Below the inscribed letters was what looked almost like a sine wave: a line that undulated in a regular pattern, up and down, and with short diagonal lines running below it, sloping from top right to bottom left. Below the wavy line was a geometric pattern, three straight lines crisscrossing in the center and with a dot at each end. Running along the lines were Latin numbers, followed by the letters “M•P,” then more numbers and the letter “A.” Beside each dot were other numbers, each followed by a “P.” In the very center of the design were the letters “PO•LDA,” and below that “M•A•M.”
“It’s not random,” Angela said decisively. “Whatever these lines mean, they indicate something definite, almost like a map.”

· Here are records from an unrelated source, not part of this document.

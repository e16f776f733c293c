//! A simulated PCF8574 backpack with an HD44780 behind it.
//!
//! `SimulatedBackpack` implements `TwiBus`, so a `CharacterLcd` can drive it exactly as it
//! drives real hardware. The expander output is decoded pin by pin: nibbles are latched
//! on the falling edge of the enable line and fed to an `Hd44780` model that keeps the
//! DDRAM contents and the controller flags. Each transfer that carries a well-formed
//! nibble frame is also logged as a `Frame`.
//!
//! Enabled with the `sim` feature, and always available to the crate's own tests.

use core::convert::Infallible;

use heapless::Vec;

use crate::{
    bus::{TwiBus, PAYLOAD_CAPACITY, READ_DIRECTION},
    driver::{
        pcf8574::{ExpanderBits, FRAME_LEN},
        Mode, DEFAULT_I2C_ADDRESS,
    },
};

/// Characters per line in 2-line mode.
pub const LINE_LENGTH: usize = 40;
/// Size of the display data RAM.
pub const DDRAM_SIZE: usize = 80;
/// Size of the character generator RAM.
pub const CGRAM_SIZE: usize = 64;
/// Number of frames the log keeps. Later frames are counted in
/// `SimulatedBackpack::dropped_frames` until the log is drained.
pub const FRAME_LOG_CAPACITY: usize = 128;

const SECOND_LINE: u8 = 0x40;
const BLANK: u8 = b' ';

#[derive(Debug, PartialEq, Eq, Clone, Copy)]
enum RamTarget {
    Ddram,
    Cgram,
}

/// Behavioral model of the HD44780 controller.
pub struct Hd44780 {
    ddram: [u8; DDRAM_SIZE],
    cgram: [u8; CGRAM_SIZE],
    address: u8,
    cgram_address: u8,
    target: RamTarget,
    pending_nibble: Option<u8>,
    four_bit: bool,
    two_line: bool,
    large_font: bool,
    display_on: bool,
    cursor_on: bool,
    blink_on: bool,
    increment: bool,
    shift_on_entry: bool,
    display_shift: i8,
}

impl Default for Hd44780 {
    /// State after the internal power-on reset: 8-bit interface, one line, display off,
    /// cleared DDRAM.
    fn default() -> Self {
        Self {
            ddram: [BLANK; DDRAM_SIZE],
            cgram: [0; CGRAM_SIZE],
            address: 0,
            cgram_address: 0,
            target: RamTarget::Ddram,
            pending_nibble: None,
            four_bit: false,
            two_line: false,
            large_font: false,
            display_on: false,
            cursor_on: false,
            blink_on: false,
            increment: true,
            shift_on_entry: false,
            display_shift: 0,
        }
    }
}

impl Hd44780 {
    /// Latch the upper data lines. In 8-bit mode the nibble is a whole instruction with
    /// the unconnected low lines read as zero; in 4-bit mode two nibbles make a byte.
    pub fn latch(&mut self, rs: bool, nibble: u8) {
        let nibble = nibble & 0x0F;
        if !self.four_bit {
            self.execute(rs, nibble << 4);
        } else if let Some(high) = self.pending_nibble.take() {
            self.execute(rs, (high << 4) | nibble);
        } else {
            self.pending_nibble = Some(nibble);
        }
    }

    /// Execute a complete byte on the instruction (`rs == false`) or data register.
    pub fn execute(&mut self, rs: bool, value: u8) {
        if rs {
            self.write_data(value);
        } else {
            self.instruction(value);
        }
    }

    fn instruction(&mut self, value: u8) {
        if value & 0x80 != 0 {
            self.address = self.normalize(value & 0x7F);
            self.target = RamTarget::Ddram;
        } else if value & 0x40 != 0 {
            self.cgram_address = value & 0x3F;
            self.target = RamTarget::Cgram;
        } else if value & 0x20 != 0 {
            self.four_bit = value & 0x10 == 0;
            self.two_line = value & 0x08 != 0;
            self.large_font = value & 0x04 != 0;
            self.pending_nibble = None;
            // the address map changes with the line count
            self.address = self.normalize(self.address);
        } else if value & 0x10 != 0 {
            let right = value & 0x04 != 0;
            if value & 0x08 != 0 {
                self.display_shift = self.display_shift.wrapping_add(if right { 1 } else { -1 });
            } else {
                self.address = self.step(self.address, right);
            }
        } else if value & 0x08 != 0 {
            self.display_on = value & 0x04 != 0;
            self.cursor_on = value & 0x02 != 0;
            self.blink_on = value & 0x01 != 0;
        } else if value & 0x04 != 0 {
            self.increment = value & 0x02 != 0;
            self.shift_on_entry = value & 0x01 != 0;
        } else if value & 0x02 != 0 {
            self.address = 0;
            self.display_shift = 0;
            self.target = RamTarget::Ddram;
        } else if value & 0x01 != 0 {
            self.ddram = [BLANK; DDRAM_SIZE];
            self.address = 0;
            self.display_shift = 0;
            self.increment = true;
            self.target = RamTarget::Ddram;
        }
    }

    fn write_data(&mut self, value: u8) {
        match self.target {
            RamTarget::Ddram => {
                let index = self.index(self.address);
                self.ddram[index] = value;
                self.address = self.step(self.address, self.increment);
                if self.shift_on_entry {
                    self.display_shift =
                        self.display_shift
                            .wrapping_add(if self.increment { -1 } else { 1 });
                }
            }
            RamTarget::Cgram => {
                self.cgram[self.cgram_address as usize] = value;
                self.cgram_address = if self.increment {
                    (self.cgram_address + 1) & 0x3F
                } else {
                    self.cgram_address.wrapping_sub(1) & 0x3F
                };
            }
        }
    }

    /// Fold an address written by software into the valid DDRAM range.
    fn normalize(&self, address: u8) -> u8 {
        if self.two_line {
            let line = address & SECOND_LINE;
            line | ((address & 0x3F) % LINE_LENGTH as u8)
        } else {
            address % DDRAM_SIZE as u8
        }
    }

    /// Next address counter value, with the line wrap of the controller.
    fn step(&self, address: u8, forward: bool) -> u8 {
        if self.two_line {
            match (address, forward) {
                (0x27, true) => SECOND_LINE,
                (0x67, true) => 0x00,
                (0x00, false) => 0x67,
                (0x40, false) => 0x27,
                (a, true) => a + 1,
                (a, false) => a - 1,
            }
        } else {
            match (address, forward) {
                (0x4F, true) => 0x00,
                (0x00, false) => 0x4F,
                (a, true) => a + 1,
                (a, false) => a - 1,
            }
        }
    }

    fn index(&self, address: u8) -> usize {
        if self.two_line {
            let row = usize::from(address & SECOND_LINE != 0);
            row * LINE_LENGTH + usize::from(address & 0x3F)
        } else {
            usize::from(address)
        }
    }

    /// Characters of one line in 2-line mode. Rows past the second wrap.
    pub fn row(&self, row: usize) -> &[u8] {
        let start = (row % 2) * LINE_LENGTH;
        &self.ddram[start..start + LINE_LENGTH]
    }

    /// `len` characters of a line starting at `col`, clipped to the line end.
    pub fn text(&self, row: usize, col: usize, len: usize) -> &[u8] {
        let line = self.row(row);
        let start = col.min(LINE_LENGTH);
        let end = (start + len).min(LINE_LENGTH);
        &line[start..end]
    }

    pub fn ddram(&self) -> &[u8; DDRAM_SIZE] {
        &self.ddram
    }

    pub fn cgram(&self) -> &[u8; CGRAM_SIZE] {
        &self.cgram
    }

    /// DDRAM address counter
    pub fn address_counter(&self) -> u8 {
        self.address
    }

    pub fn is_four_bit(&self) -> bool {
        self.four_bit
    }

    pub fn is_two_line(&self) -> bool {
        self.two_line
    }

    pub fn is_large_font(&self) -> bool {
        self.large_font
    }

    pub fn is_display_on(&self) -> bool {
        self.display_on
    }

    pub fn is_cursor_on(&self) -> bool {
        self.cursor_on
    }

    pub fn is_blink_on(&self) -> bool {
        self.blink_on
    }

    pub fn is_increment(&self) -> bool {
        self.increment
    }

    pub fn display_shift(&self) -> i8 {
        self.display_shift
    }
}

#[derive(Debug, PartialEq, Eq, Clone, Copy)]
#[cfg_attr(feature = "defmt", derive(defmt::Format))]
/// One controller byte recovered from a transfer's expander bytes.
pub struct Frame {
    pub mode: Mode,
    pub value: u8,
}

impl Frame {
    pub const fn command(value: u8) -> Self {
        Self {
            mode: Mode::Command,
            value,
        }
    }

    pub const fn data(value: u8) -> Self {
        Self {
            mode: Mode::Data,
            value,
        }
    }

    /// Recognize a set / enable-high / enable-low nibble frame.
    fn decode(payload: &[u8]) -> Option<Self> {
        if payload.len() != FRAME_LEN {
            return None;
        }
        let (high, low) = payload.split_at(3);
        let first = Self::nibble(high)?;
        let second = Self::nibble(low)?;
        if first.rs() != second.rs() {
            return None;
        }
        let mode = if first.rs() == 1 {
            Mode::Data
        } else {
            Mode::Command
        };
        Some(Self {
            mode,
            value: (first.data() << 4) | second.data(),
        })
    }

    fn nibble(bytes: &[u8]) -> Option<ExpanderBits> {
        let set = ExpanderBits(bytes[0]);
        let mut pulse = set;
        pulse.set_enable(1);
        if set.enable() == 0 && set.rw() == 0 && bytes[1] == pulse.0 && bytes[2] == set.0 {
            Some(set)
        } else {
            None
        }
    }
}

#[derive(Debug, PartialEq, Eq, Clone, Copy)]
enum BusState {
    Idle,
    AwaitingAddress,
    Selected,
    NotAddressed,
}

/// `TwiBus` double standing in for a PCF8574 backpack and its HD44780.
pub struct SimulatedBackpack {
    address: u8,
    state: BusState,
    pins: ExpanderBits,
    payload: Vec<u8, PAYLOAD_CAPACITY>,
    frames: Vec<Frame, FRAME_LOG_CAPACITY>,
    dropped_frames: usize,
    transfers: usize,
    controller: Hd44780,
}

impl Default for SimulatedBackpack {
    fn default() -> Self {
        Self::new()
    }
}

impl SimulatedBackpack {
    /// A backpack answering at the default address.
    pub fn new() -> Self {
        Self::with_address(DEFAULT_I2C_ADDRESS)
    }

    pub fn with_address(address: u8) -> Self {
        Self {
            address,
            state: BusState::Idle,
            pins: ExpanderBits(0),
            payload: Vec::new(),
            frames: Vec::new(),
            dropped_frames: 0,
            transfers: 0,
            controller: Hd44780::default(),
        }
    }

    pub fn controller(&self) -> &Hd44780 {
        &self.controller
    }

    /// See `Hd44780::row`.
    pub fn row(&self, row: usize) -> &[u8] {
        self.controller.row(row)
    }

    /// See `Hd44780::text`.
    pub fn text(&self, row: usize, col: usize, len: usize) -> &[u8] {
        self.controller.text(row, col, len)
    }

    /// Frames decoded so far, oldest first.
    pub fn frames(&self) -> &[Frame] {
        &self.frames
    }

    /// Frames decoded while the log was full.
    pub fn dropped_frames(&self) -> usize {
        self.dropped_frames
    }

    /// Drain the frame log so long sessions keep recording.
    pub fn clear_frames(&mut self) {
        self.frames.clear();
        self.dropped_frames = 0;
    }

    /// Number of completed transfers addressed to this backpack.
    pub fn transfers(&self) -> usize {
        self.transfers
    }

    /// Last level driven on the backlight pin.
    pub fn is_backlight_on(&self) -> bool {
        self.pins.backlight() == 1
    }

    /// Last byte written to the expander port.
    pub fn pins(&self) -> u8 {
        self.pins.0
    }

    fn output(&mut self, byte: u8) {
        let previous = self.pins;
        let next = ExpanderBits(byte);
        // the controller samples RS and the data lines on the enable falling edge
        if previous.enable() == 1 && next.enable() == 0 && previous.rw() == 0 {
            self.controller.latch(previous.rs() == 1, previous.data());
        }
        self.pins = next;
    }
}

impl TwiBus for SimulatedBackpack {
    type Error = Infallible;

    fn start(&mut self) -> Result<(), Infallible> {
        self.state = BusState::AwaitingAddress;
        self.payload.clear();
        Ok(())
    }

    fn write_byte(&mut self, byte: u8) -> Result<(), Infallible> {
        match self.state {
            BusState::AwaitingAddress => {
                self.state = if byte >> 1 == self.address && byte & READ_DIRECTION == 0 {
                    BusState::Selected
                } else {
                    BusState::NotAddressed
                };
            }
            BusState::Selected => {
                self.output(byte);
                // frames longer than the payload buffer can't be nibble frames anyway
                let _ = self.payload.push(byte);
            }
            BusState::Idle | BusState::NotAddressed => {}
        }
        Ok(())
    }

    fn stop(&mut self) -> Result<(), Infallible> {
        if self.state == BusState::Selected {
            self.transfers += 1;
            if let Some(frame) = Frame::decode(&self.payload) {
                if self.frames.push(frame).is_err() {
                    self.dropped_frames += 1;
                }
            }
        }
        self.state = BusState::Idle;
        Ok(())
    }
}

Bronson looked across at the
skyphos
Angela was holding. “But a map of what?”
20
I
Late that afternoon, the setting sun bathed the irregular rooftops and old walls of the ancient heart of the city of Rome with a golden glow. Pedestrians bustled to and fro along the wide pavements, and a constant stream of hooting and jostling vehicles fought its way around the Piazza di Santa Maria alle Fornaci. But Joseph Cardinal Vertutti saw none of it.
He sat down beside Mandino in the same café where the two men had first met. As the operation had been successfully concluded, he thought that it rounded things out nicely to hold their last meeting in the same place where they’d held their first. But this time Mandino had insisted that they meet in a small back room.
“You have it?” Vertutti asked, his voice high and excited. His hands were trembling slightly, Mandino noticed.
“All in good time, Cardinal, all in good time.” A waiter knocked and entered with two cups of coffee. He placed them gently on the table and then withdrew, closing the door behind him. “Before I deliver anything, we have one small administrative detail to take care of. Have you transferred the money?”
“Yes,” Vertutti snapped. “I sent one hundred thousand euros to the account you specified.”

You
might think your word is sufficient proof, Eminence, but
I
know firsthand that the Vatican is just as capable of duplicity as the next person. Unless you have a transfer slip for me, this conversation will finish right here.”
Vertutti pulled a wallet from his jacket pocket. He opened it and extracted a slip of paper, which he passed across the table.
Mandino looked at it, smiled, and then tucked it away in his own wallet. The amount was correct, and in the “reference” section Vertutti had inserted “Purchase of religious artifacts,” which was a surprisingly accurate description of the transaction.
“Excellent,” Mandino said. “Now, you’ll be pleased to hear that we managed to retrieve the relic. I watched the man Bronson—Mark Hampton’s friend—retrieve the scroll, and we interceded immediately. Neither Bronson nor his wife, who was also present at the house, have any significant knowledge of what the
Exomologesis
contains, and so they don’t need to be eliminated.”
Mandino said nothing to Vertutti about what he’d told them about the scroll, or the embarrassing fact that the Englishman had sent him running for his life and had actually shot one of his bodyguards.
“Very generous of you,” Vertutti quipped sarcastically. “Where are they now?”